The original sink — which was really just a fin-less metal plate — was removed and replaced with a proper heat sink. This makes contact with the ARM, RAM, and Ethernet chips. They were all coated with thermal compound before installation and a silent fan was added to help whisk away the heat. This still fits inside of the original case, but to make way he did remove the original power source and cut a hole to allow for air movement.

The post also details an external LCD screen used to display system information. It’s along the same lines as this USB LCD screen project which inspired him to send us a link to the project.

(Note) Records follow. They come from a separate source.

//! Source selection from `+<include>` / `-<exclude>` filter tokens.
//!
//! Tokens are globs relative to the project directory and are applied in
//! order: an include adds its matches, an exclude removes them. A pattern
//! ending in `/` selects the whole directory tree.

use regex::Regex;
use std::collections::BTreeSet;
use std::path::{Path, PathBuf};
use std::sync::LazyLock;
use tracing::warn;

static FILTER_TOKEN: LazyLock<Regex> =
    LazyLock::new(|| Regex::new(r"([+-])<([^>]+)>").expect("filter token regex is valid"));

#[derive(Debug, Clone, PartialEq, Eq)]
pub enum FilterToken {
    Include(String),
    Exclude(String),
}

/// Split filter strings into tokens; one string may hold several tokens.
pub fn parse_filter(filters: &[String]) -> Vec<FilterToken> {
    filters
        .iter()
        .flat_map(|f| FILTER_TOKEN.captures_iter(f))
        .map(|c| {
            let pat = c[2].trim().to_string();
            if &c[1] == "+" {
                FilterToken::Include(pat)
            } else {
                FilterToken::Exclude(pat)
            }
        })
        .collect()
}

/// `path` with glob metacharacters escaped, for use as a literal pattern prefix.
fn escaped(path: &Path) -> PathBuf {
    PathBuf::from(glob::Pattern::escape(&path.to_string_lossy()))
}

fn expand(root: &Path, pattern: &str) -> Vec<PathBuf> {
    let pat = if pattern.ends_with('/') {
        format!("{}**/*", pattern)
    } else {
        pattern.to_string()
    };
    let full = escaped(root).join(&pat).to_string_lossy().to_string();
    let entries = match glob::glob(&full) {
        Ok(e) => e,
        Err(e) => {
            warn!(pattern = %pattern, error = %e, "ignoring invalid filter pattern");
            return Vec::new();
        }
    };
    let mut out = Vec::new();
    for path in entries.flatten() {
        if path.is_dir() {
            let sub = escaped(&path).join("**/*").to_string_lossy().to_string();
            if let Ok(inner) = glob::glob(&sub) {
                out.extend(inner.flatten().filter(|p| p.is_file()));
            }
        } else {
            out.push(path);
        }
    }
    out
}

/// Files under `root` selected by `filters`, restricted to `extensions`
/// (case-insensitive; empty slice keeps every file). Sorted and de-duplicated.
pub fn match_src_files(root: &Path, filters: &[String], extensions: &[&str]) -> Vec<PathBuf> {
    let mut selected: BTreeSet<PathBuf> = BTreeSet::new();
    for token in parse_filter(filters) {
        match token {
            FilterToken::Include(p) => selected.extend(expand(root, &p)),
            FilterToken::Exclude(p) => {
                for path in expand(root, &p) {
                    selected.remove(&path);
                }
            }
        }
    }
    selected
        .into_iter()
        .filter(|p| {
            extensions.is_empty()
                || p.extension()
                    .and_then(|e| e.to_str())
                    .is_some_and(|e| extensions.iter().any(|x| x.eq_ignore_ascii_case(e)))
        })
        .collect()
}

#[cfg(test)]
mod tests {
    use super::*;
    use std::fs;
    use tempfile::tempdir;

    #[test]
    fn test_parse_filter_multiple_tokens_per_string() {
        let toks = parse_filter(&["+<src/> -<src/vendor/>".to_string(), "+<lib/*.c>".to_string()]);
        assert_eq!(
            toks,
            vec![
                FilterToken::Include("src/".into()),
                FilterToken::Exclude("src/vendor/".into()),
                FilterToken::Include("lib/*.c".into()),
            ]
        );
        assert!(parse_filter(&["src/".to_string()]).is_empty());
    }

    #[test]
    fn test_match_src_files_includes_then_excludes() {
        let dir = tempdir().unwrap();
        let root = dir.path();
        for f in ["src/main.cpp", "src/util.c", "src/notes.txt", "src/vendor/x.c", "include/a.h"] {
            let p = root.join(f);
            fs::create_dir_all(p.parent().unwrap()).unwrap();
            fs::write(&p, "").unwrap();
        }
        let files = match_src_files(
            root,
            &["+<src/> +<include/> -<src/vendor/>".to_string()],
            &["c", "cpp"],
        );
        let rel: Vec<String> = files
            .iter()
            .map(|p| p.strip_prefix(root).unwrap().to_string_lossy().replace('\\', "/"))
            .collect();
        assert_eq!(rel, vec!["src/main.cpp", "src/util.c"]);

        let all = match_src_files(root, &["+<include/>".to_string()], &[]);
        assert_eq!(all.len(), 1);
    }

    #[cfg(unix)]
    #[test]
    fn test_root_with_glob_metacharacters_is_literal() {
        let dir = tempdir().unwrap();
        let root = dir.path().join("board[1]*?");
        let src = root.join("src").join("drv[a]");
        fs::create_dir_all(&src).unwrap();
        fs::write(root.join("src/main.c"), "").unwrap();
        fs::write(src.join("uart.c"), "").unwrap();
        let files = match_src_files(&root, &["+<src/>".to_string()], &["c"]);
        let rel: Vec<String> = files
            .iter()
            .map(|p| p.strip_prefix(&root).unwrap().to_string_lossy().replace('\\', "/"))
            .collect();
        assert_eq!(rel, vec!["src/drv[a]/uart.c", "src/main.c"]);
    }
}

6 thoughts on “Fixing A First Generation GuruPlug’s Cooling Problems

  1. I was tempted by the GuruPlug at one point until I realised that almost everyone that had one was reporting overheating. If I recall, the update with the fan didn’t really do much to help. Nice to see them getting use, even if the manufacturer hasn’t been the one fixing the issues.

  2. Too bad the company wasn’t taken to task over this. Surprised anyone supports them after crapping on everyone like that. I guess good on him for fixing the thing and keeping it out of the landfill :)
    I generally just shake my head at how difficult some of the HaD makes it to just have a home server lol.

  3. Dont be so harsh against Marvell.

    They are the pioneers of the low power computing and showed to the wider general public that small PCs do have the potential.

    Much loved Seagate Dockstar is a derivative of this product.

    I’m sure that also RPi got its inspiration from here.